Our lab has a long-standing interest in ion channels and synaptic transmission,
dating back to the 1985 discovery that central synapses use a previously
unrecognized set of calcium channels, exemplified by the N-type channel, to drive
neurotransmission. Studies of the diversity of Ca2+ channels led to an interest in
long-term potentiation and then to studies addressing more general questions
about synaptic physiology. We have also been fascinated by how the properties of individual synapses contribute to the dynamics of neuronal networks.
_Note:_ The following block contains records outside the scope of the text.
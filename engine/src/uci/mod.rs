pub mod commands;
pub mod parser;

pub use commands::{go_command, position_command, setoption_command};
pub use parser::{parse_line, BestMove, EngineLine};

/// Identification command opening the handshake.
pub const UCI: &str = "uci";
/// Readiness-check command.
pub const IS_READY: &str = "isready";
/// Game reset command; must be followed by a readiness check.
pub const UCI_NEW_GAME: &str = "ucinewgame";
/// Asks the engine process to terminate.
pub const QUIT: &str = "quit";

/// Token ending the handshake.
pub const UCI_OK: &str = "uciok";
/// Token answering a readiness check.
pub const READY_OK: &str = "readyok";
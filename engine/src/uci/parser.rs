/// An engine output line the adapter understands.
///
/// Anything else the engine prints (`info`, `option`, `id author`, banners)
/// is not interpreted.
#[derive(Debug, Clone, PartialEq, Eq)]
pub enum EngineLine {
    /// `id name <name>`
    IdName(String),
    UciOk,
    ReadyOk,
    /// `bestmove <token> [ponder <token>]`
    BestMove(BestMove),
}

/// The move token of a `bestmove` line.
#[derive(Debug, Clone, PartialEq, Eq)]
pub enum BestMove {
    /// Square-pair move, optionally with a promotion piece (`e2e4`, `e7e8q`).
    Move(String),
    /// Piece drop (`N@f3`), used by crazyhouse-style variants.
    PieceDrop(String),
    /// Anything else, e.g. `(none)` when the engine has no legal move.
    NoMove,
}

const ID_NAME_PREFIX: &str = "id name ";

/// Parse one engine output line.
pub fn parse_line(line: &str) -> Option<EngineLine> {
    let line = line.trim();
    let mut tokens = line.split_whitespace();

    match tokens.next()? {
        "uciok" if line == "uciok" => Some(EngineLine::UciOk),
        "readyok" if line == "readyok" => Some(EngineLine::ReadyOk),
        "id" => line
            .strip_prefix(ID_NAME_PREFIX)
            .map(|name| EngineLine::IdName(name.to_string())),
        "bestmove" => {
            let token = tokens.next()?;
            Some(EngineLine::BestMove(classify_best_move(token)))
        }
        _ => None,
    }
}

fn classify_best_move(token: &str) -> BestMove {
    if is_square_pair_move(token) {
        BestMove::Move(token.to_string())
    } else if is_drop_move(token) {
        BestMove::PieceDrop(token.to_string())
    } else {
        BestMove::NoMove
    }
}

fn is_word_char(c: char) -> bool {
    c.is_ascii_alphanumeric() || c == '_'
}

fn is_square_pair_move(token: &str) -> bool {
    (4..=5).contains(&token.len()) && token.chars().all(is_word_char)
}

fn is_drop_move(token: &str) -> bool {
    let mut chars = token.chars();
    matches!(chars.next(), Some('P' | 'N' | 'B' | 'R' | 'Q'))
        && chars.next() == Some('@')
        && chars.clone().count() == 2
        && chars.all(is_word_char)
}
Neurons and circuitry that generate healthy activity like long-term potentiation and sharp wave ripples also give rise to inappropriate excitation-inhibition ratios in disparate
disorders. What determines the dynamics of firing in and the watershed between
these forms of activity? What role do diverse excitatory and inhibitory synapses
play in shaping the flow of information in CNS circuits? How might neural circuitry
containing such synapses become dysfunctional in disorders such as autism,
epilepsy, schizophrenia and Alzheimer’s disease? We apply our expertise in
electrical, molecular, genetic and optical approaches to capitalize on genetic
discoveries of highly penetrant disorders that exemplify the more general disease.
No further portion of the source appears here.